CHAPTER XII
THE LONG DAY
One travels dak by relays casually disposed along the route at the whim of the native contractor. Between Badshah Junction and Kuttarpur there were ten stages, of which the conclusion of the first was at hand—Amber having all but abandoned belief in its existence.
Slamming recklessly down the bed of an ancient watercourse, the tonga spun suddenly upon one wheel round a shoulder of the banks and dashed out upon a rolling plain, across which the trail snaked to other farther hills that lay dim and low, a wavy line of blue, upon the horizon—the hills in whose heart Kuttarpur itself lay occult. And, by the roadside, in a compound fenced with camel-thorn, sat an aged and indigent dak-bungalow, marking the end of the first stage, the beginning of the second.
It wore a look of Heaven to the traveller. In the shade of its veranda he read an urgent invitation to rest and surcease of sunlight. He approved it thoroughly; the ramshackle rest-house itself, the sheds in the rear for the accommodation of relays, the syce squatting asleep in the sunshine, the few scrawny chickens squabbling and scratching over their precarious sustenance in the deep hot dust of the compound, even the broken tonga reposing with its shafts uplifted at a piteous angle of decrepitude—all these Amber surveyed with a kindly eye.
Ram Nath reined in with a flourish and lifted a raucous voice, hailing the syce, while Amber, painfully disengaging his cramped limbs, climbed down and stumbled toward the veranda. The abrupt transition from violent and erratic motion to a solid and substantial footing affected him unpleasantly, with an undeniable qualm; the earth seemed to rock and flow beneath him as if under the influence of an antic earthquake. He was for some seconds occupied with the problem of regaining his poise, and it was not until he heard an Englishwoman's voice uplifted in accents of anger, that he remembered the other wayfarer with whom he was to share his tonga, or associated the white-clad figure in the dark doorway of the bungalow with anything but the khansamah, coming to greet and cheat the chance-brought guest.

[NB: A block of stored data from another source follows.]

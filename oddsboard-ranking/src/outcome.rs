//! Outcome types produced by the ranking engine

use crate::multiplier::Multiplier;
use serde::Serialize;

/// Name used when a market has no outcome to show
pub const PLACEHOLDER_NAME: &str = "N/A";

/// An outcome derived from a market record, before tier selection
#[derive(Debug, Clone, PartialEq, Serialize)]
#[serde(rename_all = "camelCase")]
pub struct CandidateOutcome {
    /// Short label shown next to the probability (never empty)
    pub label: String,
    /// Implied probability (0.0 - 1.0)
    pub probability: f64,
    /// Payout multiplier for backing this outcome
    pub yes_multiplier: Multiplier,
    /// Payout multiplier for betting against this outcome
    pub no_multiplier: Multiplier,
    /// Ranking key, always equal to `probability`
    pub sort_key: f64,
}

impl CandidateOutcome {
    pub fn new(
        label: impl Into<String>,
        probability: f64,
        yes_multiplier: Multiplier,
        no_multiplier: Multiplier,
    ) -> Self {
        Self {
            label: label.into(),
            probability,
            yes_multiplier,
            no_multiplier,
            sort_key: probability,
        }
    }
}

/// The single most relevant outcome of a market, for compact views
#[derive(Debug, Clone, PartialEq, Serialize)]
#[serde(rename_all = "camelCase")]
pub struct BestOutcome {
    pub name: String,
    pub probability: f64,
    pub yes_multiplier: Multiplier,
    pub no_multiplier: Multiplier,
}

impl BestOutcome {
    /// Neutral value for markets without any outcome
    pub fn placeholder() -> Self {
        Self {
            name: PLACEHOLDER_NAME.to_string(),
            probability: 0.0,
            yes_multiplier: Multiplier::Unavailable,
            no_multiplier: Multiplier::Unavailable,
        }
    }

    pub fn is_placeholder(&self) -> bool {
        self.name == PLACEHOLDER_NAME && !self.yes_multiplier.is_available()
    }
}

impl From<CandidateOutcome> for BestOutcome {
    fn from(candidate: CandidateOutcome) -> Self {
        Self {
            name: candidate.label,
            probability: candidate.probability,
            yes_multiplier: candidate.yes_multiplier,
            no_multiplier: candidate.no_multiplier,
        }
    }
}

"Where is that tonga-wallah who deserted me here last night?" the woman was demanding of Ram Nath, too preoccupied with her resentment to have eyes for the other traveller, who at sight of her had stopped and removed his pith helmet and now stood staring as if he had come from a land in which there were no women. "Where," she continued, with an imperative stamp of a daintily-shod foot, "is that wretched tonga-wallah?"
"Sahiba," protested Ram Nath, with a great show of deference, "how should I know? Belike he is in Badshah Junction, whither he returned very late last night, being travel-worn and weary, and where I left him, being sent with this excellent tonga to take his place."
"You were? And why have I been detained here, alone and unprotected, this long night? Simply because that other tonga-wallah was a fool, am I to be imposed upon in this fashion?"
"What am I," whimpered Ram Nath, "to endure the wrath of the sahiba for a fault that is none of mine?"